Linearization is a widely used method for solving polynomial eigenvalue problems (PEPs) and rational eigenvalue problem (REPs) in which the PEP/REP is transformed to a generalized eigenproblem and then solve this generalized eigenproblem with algorithms available in the literature. Fiedler-like pencils (Fiedler pencils (FPs), generalized Fiedler pencils (GFPs), Fiedler pencils with repetition (FPRs) and generalized Fiedler pencils with repetition (GFPRs)) are well known classes of strong linearizations. GFPs are an intriguing family of linearizations, and GF pencils are the fundamental building blocks of FPRs and GFPRs. As a result, FPRs and GFPRs have distinctive features and they provide structure-preserving linearizations for structured matrix polynomials. But GFPRs do not use the full potential of GF pencils. Indeed, not all the GFPs are FPRs or GFPRs, and vice versa. The main aim of this paper is two-fold. First, to build a unified framework for all the Fiedler-like pencils FPs, GFPs, FPRs and GFPRs. To that end, we construct a new family of strong linearizations (named as EGFPs) of a matrix polynomial $P(\lam)$ that subsumes all the Fiedler-like linearizations. A salient feature of the EGFPs family is that it allows the construction of structured preserving banded linearizations with low bandwidth for structured (symmetric, Hermitian, palindromic) matrix polynomial. Low bandwidth structured linearizations may be useful for numerical computations. Second, to utilize EGFPs directly to form a family of Rosenbrock strong linearizations of an $n \times n$ rational matrix $G(\lam)$ associated with a realization. We describe the formulas for the construction of low bandwidth linearizations for $P(\lam)$ and $G(\lam)$. We show that the eigenvectors, minimal bases/indices of $P(\lam)$ and $G(\lam)$ can be easily recovered from those of the linearizations of $P(\lam)$ and $G(\lam)$.

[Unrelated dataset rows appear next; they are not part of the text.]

//! Page assembly: stacks laid-out lines into viewport-sized pages.

extern crate alloc;

use alloc::vec::Vec;

use crate::metrics::{FontId, FontMetrics};
use crate::page::{clamp_i16, DropCap, Page, PageElement, PageLine, TextLine};
use crate::paragraph::LineContext;
use crate::streaming::SectionOptions;
use crate::style::Alignment;

/// Space above and below a header line, in pixels.
pub const HEADER_PADDING: i32 = 30;

/// Drop-cap bookkeeping for the open paragraph on the open page.
#[derive(Debug, Default)]
struct DropCapState {
    placed: bool,
    lines: usize,
    first_line: Option<usize>,
}

/// Builds pages from a stream of laid-out lines.
///
/// Completed pages queue up in the assembler until the caller drains them
/// with [`PageAssembler::take_completed`].
#[derive(Debug)]
pub struct PageAssembler {
    font_id: FontId,
    line_compression: f32,
    viewport_height: i32,
    extra_paragraph_spacing: bool,
    page: Page,
    cursor_y: i32,
    drop_cap: DropCapState,
    completed: Vec<Page>,
}

impl PageAssembler {
    /// Create an assembler for the given layout parameters
    pub fn new(options: &SectionOptions) -> Self {
        Self {
            font_id: options.font_id,
            line_compression: options.line_compression,
            viewport_height: options.viewport_height as i32,
            extra_paragraph_spacing: options.extra_paragraph_spacing,
            page: Page::new(),
            cursor_y: 0,
            drop_cap: DropCapState::default(),
            completed: Vec::new(),
        }
    }

    /// Line advance for `font_id` after compression
    pub fn line_height<M: FontMetrics + ?Sized>(&self, metrics: &M, font_id: FontId) -> i32 {
        (metrics.line_height(font_id) as f32 * self.line_compression) as i32
    }

    /// Current y cursor on the open page
    pub fn cursor_y(&self) -> i32 {
        self.cursor_y
    }

    /// Page being filled
    pub fn current_page(&self) -> &Page {
        &self.page
    }

    /// Take pages completed since the last call
    pub fn take_completed(&mut self) -> Vec<Page> {
        core::mem::take(&mut self.completed)
    }

    fn flush_page(&mut self) {
        let page = core::mem::take(&mut self.page);
        self.completed.push(page);
        self.cursor_y = 0;
        self.drop_cap = DropCapState::default();
    }

    /// Place one line, starting a new page when it would overflow.
    pub fn add_line<M: FontMetrics + ?Sized>(
        &mut self,
        metrics: &M,
        line: TextLine,
        ctx: &LineContext<'_>,
    ) {
        let is_header_line = ctx.is_header && line.alignment() == Alignment::Center;
        let font = if is_header_line {
            metrics.header_font_id(self.font_id)
        } else {
            self.font_id
        };
        let line_height = self.line_height(metrics, font);
        let padding = if is_header_line { HEADER_PADDING } else { 0 };

        if self.cursor_y + line_height + padding > self.viewport_height && !self.page.is_empty()
        {
            self.flush_page();
        }

        self.cursor_y += padding;

        // A paragraph that runs onto a new page gets its drop cap again there.
        if let Some(cap) = ctx.drop_cap {
            if !self.drop_cap.placed {
                let baseline_shift = metrics.ascender(self.font_id) - metrics.ascender(font);
                let y = self.cursor_y - baseline_shift + line_height;
                self.page.push(PageElement::DropCap(DropCap {
                    text: cap.text.clone(),
                    x: 0,
                    y: clamp_i16(y),
                    font_id: self.font_id,
                    style: cap.style,
                }));
                self.drop_cap.placed = true;
            }
            self.drop_cap.lines += 1;
            if self.drop_cap.lines == 1 {
                self.drop_cap.first_line = Some(self.page.len());
            }
        }

        self.page.push(PageElement::Line(PageLine {
            line,
            x: 0,
            y: clamp_i16(self.cursor_y),
        }));
        self.cursor_y += line_height;
        if is_header_line {
            self.cursor_y += HEADER_PADDING;
        }
    }

    /// Close out a paragraph after its last line was placed.
    ///
    /// A drop cap spans two lines; when its paragraph produced a single
    /// line, that line moves down one line so the glyph does not overhang
    /// empty space above the next paragraph.
    pub fn finish_paragraph<M: FontMetrics + ?Sized>(&mut self, metrics: &M) {
        let line_height = self.line_height(metrics, self.font_id);
        if self.drop_cap.lines == 1 {
            if let Some(element) = self
                .drop_cap
                .first_line
                .and_then(|idx| self.page.element_mut(idx))
            {
                element.shift_down(line_height);
                self.cursor_y += line_height;
            }
        }
        self.drop_cap = DropCapState::default();

        if self.extra_paragraph_spacing {
            self.cursor_y += line_height / 2;
        }
    }

    /// Flush the open page, empty or not. Call once at end of stream.
    pub fn finish(&mut self) {
        self.flush_page();
    }
}
//! mu-pager -- Streaming chapter pagination with a seekable page cache
//!
//! Turns one EPUB chapter (XHTML) into fixed-size pages for a small
//! display, and stores them in a compact binary cache so any page can be
//! loaded later with a single table lookup.
//!
//! The pipeline:
//!
//! 1. [`ChapterParser`] streams markup through quick-xml and collects styled
//!    words into paragraphs.
//! 2. [`Paragraph::layout`] breaks each paragraph into lines, minimizing
//!    the sum of squared slack, and extracts drop caps.
//! 3. [`PageAssembler`] stacks lines into viewport-sized [`Page`]s.
//! 4. [`Section`] serializes each page as it completes and appends a lookup
//!    table of page offsets.
//!
//! # Features
//!
//! - `std` (default) -- markup parser, storage, cache files
//! - `async` -- tokio helpers for loading chapter sources
//! - `cli` -- the `mu-pager` inspection binary
//!
//! Without `std` the crate is `no_std + alloc` and exposes the layout core:
//! paragraphs, line breaking, the page model and page assembly.
//!
//! # Allocation Behavior
//!
//! Memory use is bounded by one open paragraph (flushed early once it holds
//! more than [`StreamLimits::flood_word_limit`] words), one held-back
//! chapter-title paragraph and the page being filled. Words are buffered in
//! a fixed 200-byte `heapless` string.

#![cfg_attr(not(feature = "std"), no_std)]
#![warn(missing_docs)]
#![deny(clippy::large_enum_variant, clippy::large_stack_arrays, clippy::redundant_clone)]
#![warn(
    clippy::box_collection,
    clippy::needless_collect,
    clippy::map_clone,
    clippy::implicit_clone,
    clippy::inefficient_to_string
)]

extern crate alloc;

pub mod assembly;
pub mod error;
pub mod line_break;
pub mod metrics;
pub mod page;
pub mod paragraph;
pub mod streaming;
pub mod style;
pub mod word;

#[cfg(feature = "std")]
mod codec;

#[cfg(feature = "std")]
pub mod parser;

#[cfg(feature = "std")]
pub mod section;

#[cfg(feature = "std")]
pub mod storage;

#[cfg(feature = "async")]
pub mod async_api;

// Re-export key types for convenience
pub use assembly::PageAssembler;
#[cfg(feature = "async")]
pub use async_api::load_chapters_async;
pub use error::{CacheMiss, PagerError};
pub use line_break::compute_line_breaks;
pub use metrics::{header_font_id, FontId, FontMetrics, MonoMetrics};
pub use page::{DropCap, ElementTag, Page, PageElement, PageLine, Renderer, TextLine};
pub use paragraph::{ExtractedDropCap, LineContext, Paragraph};
#[cfg(feature = "std")]
pub use parser::ChapterParser;
#[cfg(feature = "std")]
pub use section::{
    ChapterSource, InMemoryChapters, Section, SectionHeader, HEADER_SIZE, SECTION_FILE_VERSION,
};
#[cfg(feature = "std")]
pub use storage::{FsStorage, Storage};
pub use streaming::{
    BuildProgress, NoProgress, ProgressTracker, SectionOptions, SectionStats, StreamLimits,
};
pub use style::{Alignment, FontStyle};
pub use word::{Word, WordBuffer};
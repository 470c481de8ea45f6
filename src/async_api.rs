//! Optional async helpers for loading chapter sources.
//!
//! This module is available with the `async` feature.

extern crate alloc;

use alloc::string::ToString;
use std::path::Path;

use crate::error::PagerError;
use crate::section::InMemoryChapters;

/// Read chapter files asynchronously into an [`InMemoryChapters`].
///
/// Spine indices follow the order of `paths`.
pub async fn load_chapters_async<I, P>(paths: I) -> Result<InMemoryChapters, PagerError>
where
    I: IntoIterator<Item = P>,
    P: AsRef<Path>,
{
    let mut chapters = InMemoryChapters::new();
    for path in paths {
        let path = path.as_ref();
        let bytes = tokio::fs::read(path)
            .await
            .map_err(|e| PagerError::Io(format!("{}: {}", path.display(), e.to_string())))?;
        log::debug!("[SCT] Loaded {} ({} bytes)", path.display(), bytes.len());
        chapters.push(bytes);
    }
    Ok(chapters)
}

翻译：线性化是求解多项式特征值问题（PEPs）和有理特征值问题（REPs）的广泛使用的方法，其中将PEP/REP转化为广义特征问题，并利用文献中现有的算法求解该广义特征问题。类Fiedler铅笔（Fiedler铅笔（FPs）、广义Fiedler铅笔（GFPs）、带重复的Fiedler铅笔（FPRs）和带重复的广义Fiedler铅笔（GFPRs））是众所周知的强线性化类别。GFPs是一类有趣的线性化族，而GF铅笔是FPRs和GFPRs的基本构建模块。因此，FPRs和GFPRs具有独特特性，并为结构化矩阵多项式提供保结构的线性化。但GFPRs并未充分利用GF铅笔的全部潜力。实际上，并非所有GFPs都是FPRs或GFPRs，反之亦然。本文的主要目标有两个。首先，为所有类Fiedler铅笔FPs、GFPs、FPRs和GFPRs构建一个统一框架。为此，我们构造了一个新的强线性化族（称为EGFPs），用于矩阵多项式$P(\lam)$，该族包含了所有类Fiedler线性化。EGFPs族的一个显著特点是，对于结构化（对称、埃尔米特、回文）矩阵多项式，它允许构建低带宽的保结构带状线性化。低带宽结构化线性化可能对数值计算有用。其次，直接利用EGFPs构建与实现相关联的$n \times n$有理矩阵$G(\lam)$的一族Rosenbrock强线性化。我们描述了为$P(\lam)$和$G(\lam)$构建低带宽线性化的公式。我们证明，$P(\lam)$和$G(\lam)$的特征向量、最小基/指数可以很容易地从$P(\lam)$和$G(\lam)$的线性化中恢复。